- Episode no.: Series 4 Episode 4
- Original air date: 24 December 1973

Guest appearances
- Alfie Bass as Giant; Eddie Waring as himself (sports commentator); John Cleese as Genie; Corbet Woodall as himself (the Newsreader); Robert Bridges; Marcelle Samett as Girl in the bath; Toni Harris as Policewoman; Helli Louise as Girl with the puppies; Marty Swift as the dancing policeman; Arthur Ellis;

Episode chronology
| ← Previous "Hospital for Hire" | Next → "The Stone Age" |

= The Goodies and the Beanstalk =

"The Goodies and the Beanstalk" is a special episode of the British comedy television series The Goodies. Written by The Goodies, with songs and music by Bill Oddie.

==Plot==
Homeless and penniless, the Goodies have no food and are sleeping on park benches. Graeme and Tim decide to sell their trandem, but Bill is devastated. Bill takes the trandem, which he has named "Buttercup", to the market the next morning, but all he receives is a tin of baked beans because the trandem is roundly ridiculed by the crowd of bike bidders.

Tim empties the contents of the tin onto Bill's head, but Graeme decides to plant one of the beans — 'just in case'. To the Goodies' surprise, a giant-sized beanstalk shoots up behind them. The beanstalk crosses the English channel and continues to grow along the ground until it reaches the foot of Mount Everest. Bill borrows a flute from a snakecharmer — with the beanstalk then climbing up the side of the mountain and disappearing into some clouds at the top.

Tim notices an ad in a newspaper for competitors for It's a Knockout — part of the competition being to climb the beanstalk. With nothing to lose, the Goodies decide to represent Britain. Other countries being represented include Germany and Italy, whose contestants meet a gruesome end.

At the top of the beanstalk, a castle can be seen in the distance. Gaining entry into the castle, the Goodies discover a room with several gold eggs. When they leave the room with as many gold eggs as they can carry, they find themselves in a very large room with a very high ceiling, a giant-size coffee mug and an enormous recipe book, with a recipe for "Shepherd's Pie" (beginning with the instruction 'first peel two shepherds'). Then, hearing the words "Fe, Fo, Fi, Fum", Bill comments that it must be the Giant. The Goodies try to hide, with Bill climbing into the giant's mug.

The 'giant', who turns out to be surprisingly small in size, promises the Goodies that they will be paid in gold eggs (created using a formula he had developed when he was a zookeeper), if they remain in the castle and work for him.

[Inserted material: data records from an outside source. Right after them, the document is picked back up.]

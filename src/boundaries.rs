// src/boundaries.rs
//
// Boundary and initial conditions for the two half-wall sources.
//
// Layout (j increases upward, ny/2 = mid):
//
//   j >= mid : right source pinned on columns nx-1-halo .. nx-1
//   j <  mid : left source pinned on columns 0 ..= halo
//
// Everywhere else the ghost layer mirrors the interior (zero flux).

use serde::{Deserialize, Serialize};

use crate::field::ScalarField2D;

/// Boundary concentrations. `left` and `right` are the two source values,
/// `background` fills the domain at t = 0.
#[derive(Debug, Clone, Copy, PartialEq, Serialize, Deserialize)]
#[serde(default)]
pub struct BoundaryValues {
    pub background: f64,
    pub left: f64,
    pub right: f64,
}

impl Default for BoundaryValues {
    fn default() -> Self {
        Self {
            background: 0.0,
            left: 1.0,
            right: 1.0,
        }
    }
}

/// Fill the field with the background value, then apply boundary conditions.
pub fn apply_initial_conditions(field: &mut ScalarField2D, bc: &BoundaryValues) {
    field.fill(bc.background);
    apply_boundary_conditions(field, bc);
}

/// Refresh ghost cells and source pins. Must run before every convolution.
pub fn apply_boundary_conditions(field: &mut ScalarField2D, bc: &BoundaryValues) {
    let g = field.grid;
    let (nx, ny, h) = (g.nx, g.ny, g.halo);

    // zero flux: mirror columns, then rows (rows pick up the mirrored corners)
    for j in 0..ny {
        for k in 0..h {
            let v = field.get(h + k, j);
            field.set(h - 1 - k, j, v);
            let v = field.get(nx - h - 1 - k, j);
            field.set(nx - h + k, j, v);
        }
    }
    for k in 0..h {
        for i in 0..nx {
            let v = field.get(i, h + k);
            field.set(i, h - 1 - k, v);
            let v = field.get(i, ny - h - 1 - k);
            field.set(i, ny - h + k, v);
        }
    }

    // fixed sources, ghost columns plus the first interior column
    let mid = ny / 2;
    for j in 0..mid {
        for i in 0..=h {
            field.set(i, j, bc.left);
        }
    }
    for j in mid..ny {
        for i in nx - 1 - h..nx {
            field.set(i, j, bc.right);
        }
    }
}
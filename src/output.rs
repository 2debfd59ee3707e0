// src/output.rs
//
// CSV telemetry and console progress.
//
//   runlog.csv             iter,sim_time,wrss,conv_time,step_time,IO_time,soln_time,run_time
//   diffusion.NNNNNNN.csv  x,y,c over the interior

use std::fs::File;
use std::io::{self, BufWriter, Write};
use std::path::{Path, PathBuf};
use std::time::{Duration, Instant, SystemTime, UNIX_EPOCH};

use crate::field::ScalarField2D;
use crate::solver::Stopwatch;

pub const RUNLOG_HEADER: &str = "iter,sim_time,wrss,conv_time,step_time,IO_time,soln_time,run_time";

/// Zero-padded file name for step `step`, e.g. `diffusion.0010000.png`.
pub fn step_file_name(prefix: &str, step: usize, ext: &str) -> String {
    format!("{}.{:07}.{}", prefix, step, ext)
}

/// Replace anything outside [A-Za-z0-9_.-] so the id is safe as a directory name.
pub fn sanitize_run_id(s: &str) -> String {
    s.chars()
        .map(|c| {
            if c.is_ascii_alphanumeric() || c == '_' || c == '-' || c == '.' {
                c
            } else {
                '_'
            }
        })
        .collect()
}

/// Time since the Unix epoch (zero if the clock is before it).
pub fn unix_now() -> Duration {
    SystemTime::now()
        .duration_since(UNIX_EPOCH)
        .unwrap_or_else(|_| Duration::from_secs(0))
}

/// `<millis>_<tag>`, e.g. `1760601234567_rayon16`.
pub fn default_run_id(tag: &str) -> String {
    let now = unix_now();
    format!("{}{:03}_{}", now.as_secs(), now.subsec_millis(), tag)
}

/// `out_root/run_id`, or `out_root/run_id_k` for the first free k.
pub fn unique_run_dir(out_root: &Path, run_id: &str) -> PathBuf {
    let mut dir = out_root.join(run_id);
    if !dir.exists() {
        return dir;
    }
    for k in 1..1000 {
        let cand = out_root.join(format!("{}_{}", run_id, k));
        if !cand.exists() {
            dir = cand;
            break;
        }
    }
    dir
}

/// Per-check timing log.
pub struct RunLog<W: Write> {
    out: W,
}

impl RunLog<BufWriter<File>> {
    pub fn create(path: &Path) -> io::Result<Self> {
        Self::new(BufWriter::new(File::create(path)?))
    }
}

impl<W: Write> RunLog<W> {
    /// Wrap a writer and emit the header line.
    pub fn new(mut out: W) -> io::Result<Self> {
        writeln!(out, "{}", RUNLOG_HEADER)?;
        Ok(Self { out })
    }

    pub fn record(&mut self, step: usize, elapsed: f64, rss: f64, sw: &Stopwatch, run_time: f64) -> io::Result<()> {
        writeln!(
            self.out,
            "{},{:.6},{:.6e},{:.6},{:.6},{:.6},{:.6},{:.6}",
            step, elapsed, rss, sw.conv, sw.step, sw.file, sw.soln, run_time
        )
    }

    pub fn flush(&mut self) -> io::Result<()> {
        self.out.flush()
    }

    pub fn into_inner(self) -> W {
        self.out
    }
}

/// Write interior values as `x,y,c` rows, positions in physical units
/// measured from the first interior cell.
pub fn write_field_csv<W: Write>(field: &ScalarField2D, mut out: W) -> io::Result<()> {
    let g = field.grid;
    writeln!(out, "x,y,c")?;
    for j in g.rows() {
        let y = g.dy * (j - g.halo) as f64;
        let row = field.row(j);
        for i in g.cols() {
            let x = g.dx * (i - g.halo) as f64;
            writeln!(out, "{:.6},{:.6},{:.9}", x, y, row[i])?;
        }
    }
    out.flush()
}

/// Write `diffusion.NNNNNNN.csv` into `dir` and return its path.
pub fn write_csv(field: &ScalarField2D, dir: &Path, step: usize) -> io::Result<PathBuf> {
    let path = dir.join(step_file_name("diffusion", step, "csv"));
    write_field_csv(field, BufWriter::new(File::create(&path)?))?;
    Ok(path)
}

/// 20-segment progress bar with wall-clock stamps.
pub struct Progress {
    start: Instant,
    total: usize,
    last_segment: Option<usize>,
}

impl Progress {
    const SEGMENTS: usize = 20;

    pub fn new(total: usize) -> Self {
        Self {
            start: Instant::now(),
            total: total.max(1),
            last_segment: None,
        }
    }

    /// Segment index reached after `step` of `total` steps.
    fn segment(&self, step: usize) -> usize {
        (step.min(self.total) * Self::SEGMENTS) / self.total
    }

    /// Render the bar if `step` crossed into a new segment.
    pub fn line(&mut self, step: usize) -> Option<String> {
        let seg = self.segment(step);
        if self.last_segment == Some(seg) {
            return None;
        }
        self.last_segment = Some(seg);
        let bar: String = (0..Self::SEGMENTS).map(|k| if k < seg { '=' } else { ' ' }).collect();
        Some(format!(
            "[{}] {:3}% ({:.1} s)",
            bar,
            seg * 100 / Self::SEGMENTS,
            self.start.elapsed().as_secs_f64()
        ))
    }

    /// Redraw the bar on `out` if `step` crossed into a new segment.
    pub fn write_to<W: Write>(&mut self, step: usize, mut out: W) -> io::Result<()> {
        let Some(line) = self.line(step) else {
            return Ok(());
        };
        write!(out, "\r{}", line)?;
        if step >= self.total {
            writeln!(out)?;
        }
        out.flush()
    }

    /// Print to stdout; call once per step near the top of the loop.
    pub fn print(&mut self, step: usize) -> io::Result<()> {
        self.write_to(step, io::stdout().lock())
    }
}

However, the 'giant' is very demanding and all the Goodies want to go home again. Imitating the Marx Brothers (with Graeme as "Groucho", Tim as "Harpo", and Bill as "Chico") and singing "Who Wants To Be a Millionaire?", they pretend that riches do not interest them. Then, while the 'giant' is asleep, they collect their sacks of gold eggs and leave the castle — causing the birds to protest loudly at the theft. Waking from his sleep, the 'giant' orders his birds to go after the Goodies and chaos ensues as the birds take their revenge.

When they are at last able to return to the base of Mount Everest, the Goodies discover that the magic bean tin has one more surprise for them.

==Cast==
- Tim Brooke-Taylor - himself
- Graeme Garden - himself
- Bill Oddie - himself
- Alfie Bass - the "giant"
- Eddie Waring - himself
- John Cleese - the genie
- Corbet Woodall - the newsreader

==Songs and music==
- Music — for the song "Climb Ev'ry Mountain" (from the movie The Sound of Music)
- Song — "Who Wants to be a Millionaire?" (from the movie High Society)
- Music — "Dambusters March" (from the film The Dam Busters)
- Music — from the ballet Coppélia

==DVD and VHS releases==

This episode has been released on both DVD and VHS.

The Goodies and the Beanstalk was first released by BBC Video in 1983, on VHS BBCV 4008 and Betamax BBCB 4008, running time 44 minutes, and again in 1994 (BBCV 5370) with two other Goodies episodes - The End and Bunfight at the O.K. Tea Rooms, a budget release of this VHS followed in 1996 (BBCV 5830). Also released in Australia by ABC video B00100.

A restored version was released on The Goodies ... At Last from Network Video on 28 April 2003 (VHS 7951171/DVD 7952171), this also featured a selectable laughter free audio track and a feature on the digital restoration of the episode. Released in Australia as The Goodies - 8 Delicious Episodes on 1 September 2003 and The Goodies - The Tasty Box in 2005 and again in The Goodies - The Tasty Tin by ABC DVD.

The episode was included in The Complete BBC Collection DVD released in 2018.